◆ **TASK GOAL**:
Every line below that holds "timestamp" must be copied.

◆ **SOURCE INFORMATION**:
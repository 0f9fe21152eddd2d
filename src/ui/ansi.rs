// Shared ANSI/VT100 control sequences used across the UI.

pub const ESC: char = '\x1B';

#[macro_export]
macro_rules! csi {
    ($suffix:literal) => {
        concat!("\x1B[", $suffix)
    };
}

#[macro_export]
macro_rules! csi2 {
    ($first:literal, $second:literal) => {
        concat!("\x1B[", $first, "\x1B[", $second)
    };
}

/// Clear the entire screen.
pub const CLEAR_SCREEN: &str = crate::csi!("2J");
/// Move the cursor to the top-left corner.
pub const CURSOR_HOME: &str = crate::csi!("H");
/// Clear from cursor to end of line.
pub const CLEAR_LINE_REST: &str = crate::csi!("0K");
/// Move the cursor up one line.
pub const CURSOR_UP_ONE: &str = crate::csi!("1A");

pub const HIDE_CURSOR: &str = crate::csi!("?25l");
pub const SHOW_CURSOR: &str = crate::csi!("?25h");
/// Request a blinking block cursor (if the terminal supports it).
pub const CURSOR_BLINKING_BLOCK: &str = crate::csi!("1 q");

pub const STYLE_RESET: &str = crate::csi!("0m");
pub const STYLE_BOLD: &str = crate::csi!("1m");
pub const STYLE_ITALIC: &str = crate::csi!("3m");
pub const FG_LIGHT_GRAY: &str = crate::csi!("37m");
pub const FG_GREEN: &str = crate::csi!("32m");
pub const FG_YELLOW: &str = crate::csi!("33m");
pub const FG_RED: &str = crate::csi!("31m");
/// Dark gray background with white text for input prompts.
pub const PROMPT_STYLE: &str = crate::csi2!("38;5;15m", "48;5;236m");

/// Wraps `s` in a foreground color and a reset.
pub fn paint<S: AsRef<str>>(color: &str, s: S) -> String {
    format!("{color}{}{STYLE_RESET}", s.as_ref())
}
pub mod ansi;
pub mod chrome;
pub mod display_data;
pub mod display_manager;
pub mod table_printer;
#[cfg(test)]
mod tests;
pub mod width_util;
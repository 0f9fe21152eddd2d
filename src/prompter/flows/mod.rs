pub mod main_flow;
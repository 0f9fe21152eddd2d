
use std::fmt;
use std::fs::{self, File, OpenOptions};
use std::io::Write;
use std::path::{Path, PathBuf};
use std::sync::atomic::{AtomicBool, Ordering};
use std::sync::{Arc, Mutex};

use chrono::Local;
use strum_macros::{AsRefStr, Display};

#[derive(Debug, Copy, Clone, PartialEq, Eq, Display, AsRefStr)]
#[strum(serialize_all = "UPPERCASE")]
pub enum LogLevel {
    Info,
    Warn,
    Error,
}

trait LogSink: Send + Sync {
    fn log(&self, level: LogLevel, line: &str);
}

#[derive(Default)]
struct StdoutSink;
impl LogSink for StdoutSink {
    fn log(&self, level: LogLevel, line: &str) {
        if level == LogLevel::Info {
            println!("{line}");
        }
    }
}

#[derive(Default)]
struct StderrSink;
impl LogSink for StderrSink {
    fn log(&self, level: LogLevel, line: &str) {
        if matches!(level, LogLevel::Warn | LogLevel::Error) {
            eprintln!("{line}");
        }
    }
}

/// Keeps console lines in memory so callers can inspect what a command
/// printed.
#[derive(Default)]
struct CaptureSink {
    lines: Mutex<Vec<(LogLevel, String)>>,
}
impl LogSink for CaptureSink {
    fn log(&self, level: LogLevel, line: &str) {
        if let Ok(mut lines) = self.lines.lock() {
            lines.push((level, line.to_string()));
        }
    }
}

struct FileSink {
    file: Mutex<File>,
}

impl FileSink {
    fn new(dir: impl AsRef<Path>) -> std::io::Result<(Self, PathBuf)> {
        fs::create_dir_all(&dir)?;
        let stamp = Local::now().format("%Y%m%d-%H%M%S");
        let path = dir.as_ref().join(format!("shotlist-{stamp}.log"));
        let file = OpenOptions::new().create(true).append(true).open(&path)?;
        Ok((
            Self {
                file: Mutex::new(file),
            },
            path,
        ))
    }
}

impl LogSink for FileSink {
    fn log(&self, _level: LogLevel, line: &str) {
        if let Ok(mut file) = self.file.lock() {
            let _ = writeln!(file, "{line}");
        }
    }
}

#[derive(Debug, Copy, Clone, Default)]
pub enum LogTarget {
    ConsoleOnly,
    #[default]
    ConsoleAndFile,
    FileOnly,
}

/// Cheap to clone; clones share sinks and the session log file.
#[derive(Clone)]
pub struct Logger {
    console_sinks: Arc<Vec<Arc<dyn LogSink>>>,
    capture: Option<Arc<CaptureSink>>,
    file_state: Arc<Mutex<FileState>>,
    file_enabled: Arc<AtomicBool>,
}

struct FileState {
    sink: Option<Arc<dyn LogSink>>,
    log_path: Option<PathBuf>,
    attempted: bool,
    log_dir: PathBuf,
}

impl Default for FileState {
    fn default() -> Self {
        Self {
            sink: None,
            log_path: None,
            attempted: false,
            log_dir: PathBuf::from("logs"),
        }
    }
}

impl Default for Logger {
    fn default() -> Self {
        Self::new()
    }
}

impl Logger {
    pub fn new() -> Self {
        let console_sinks: Vec<Arc<dyn LogSink>> =
            vec![Arc::new(StdoutSink), Arc::new(StderrSink)];

        Self {
            console_sinks: Arc::new(console_sinks),
            capture: None,
            file_state: Arc::new(Mutex::new(FileState::default())),
            file_enabled: Arc::new(AtomicBool::new(true)),
        }
    }

    /// Console output goes to memory instead of the terminal.
    pub fn capturing() -> Self {
        let capture = Arc::new(CaptureSink::default());
        let sink: Arc<dyn LogSink> = capture.clone();
        Self {
            console_sinks: Arc::new(vec![sink]),
            capture: Some(capture),
            file_state: Arc::new(Mutex::new(FileState::default())),
            file_enabled: Arc::new(AtomicBool::new(true)),
        }
    }

    fn ensure_file_sink(&self) -> Option<Arc<dyn LogSink>> {
        let mut state = self.file_state.lock().ok()?;
        if state.attempted {
            return state.sink.clone();
        }
        state.attempted = true;

        match FileSink::new(&state.log_dir) {
            Ok((sink, path)) => {
                let arc: Arc<dyn LogSink> = Arc::new(sink);
                state.log_path = Some(path);
                state.sink = Some(arc.clone());
                Some(arc)
            }
            Err(err) => {
                drop(state);
                self.log(
                    LogLevel::Warn,
                    &format!("File logging unavailable; continuing without a log file. ({err})"),
                    LogTarget::ConsoleOnly,
                );
                None
            }
        }
    }

    fn log(&self, level: LogLevel, message: &str, target: LogTarget) {
        if matches!(target, LogTarget::ConsoleOnly | LogTarget::ConsoleAndFile) {
            for sink in self.console_sinks.iter() {
                sink.log(level, message);
            }
        }

        if matches!(target, LogTarget::ConsoleAndFile | LogTarget::FileOnly)
            && self.file_enabled.load(Ordering::SeqCst)
        {
            if let Some(file_sink) = self.ensure_file_sink() {
                let timestamp = Local::now().format("%Y-%m-%d %H:%M:%S");
                let file_line = format!("[{timestamp}] {:<5} {message}", level.as_ref());
                file_sink.log(level, &file_line);
            }
        }
    }

    pub fn info(&self, message: impl AsRef<str>, target: LogTarget) {
        self.log(LogLevel::Info, message.as_ref(), target);
    }

    pub fn warn(&self, message: impl AsRef<str>, target: LogTarget) {
        self.log(LogLevel::Warn, message.as_ref(), target);
    }

    pub fn error(&self, message: impl AsRef<str>, target: LogTarget) {
        self.log(LogLevel::Error, message.as_ref(), target);
    }

    pub fn set_file_logging_enabled(&self, enabled: bool) {
        self.file_enabled.store(enabled, Ordering::SeqCst);
    }

    /// Only takes effect before the session file has been opened.
    pub fn set_log_dir(&self, dir: impl AsRef<Path>) {
        if let Ok(mut state) = self.file_state.lock() {
            if state.sink.is_none() && !state.attempted {
                state.log_dir = dir.as_ref().to_path_buf();
            }
        }
    }

    pub fn log_dir(&self) -> Option<PathBuf> {
        self.file_state.lock().ok().map(|s| s.log_dir.clone())
    }

    pub fn file_logging_enabled(&self) -> bool {
        self.file_enabled.load(Ordering::SeqCst)
    }

    pub fn log_path(&self) -> Option<PathBuf> {
        self.file_state.lock().ok().and_then(|s| s.log_path.clone())
    }

    /// Captured console lines; empty unless built with [`Logger::capturing`].
    pub fn captured(&self) -> Vec<(LogLevel, String)> {
        self.capture
            .as_ref()
            .and_then(|c| c.lines.lock().ok().map(|l| l.clone()))
            .unwrap_or_default()
    }

    pub fn captured_text(&self) -> String {
        self.captured()
            .into_iter()
            .map(|(_, line)| line)
            .collect::<Vec<_>>()
            .join("\n")
    }
}

impl fmt::Debug for Logger {
    fn fmt(&self, f: &mut fmt::Formatter<'_>) -> fmt::Result {
        let path = self.log_path();
        f.debug_struct("Logger").field("log_path", &path).finish()
    }
}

◆ **ANSWER SPACE**:
                let timestamp = Local::now().format("%Y-%m-%d %H:%M:%S");
                let file_line = format!("[{timestamp}] {:<5} {message}", level.as_ref());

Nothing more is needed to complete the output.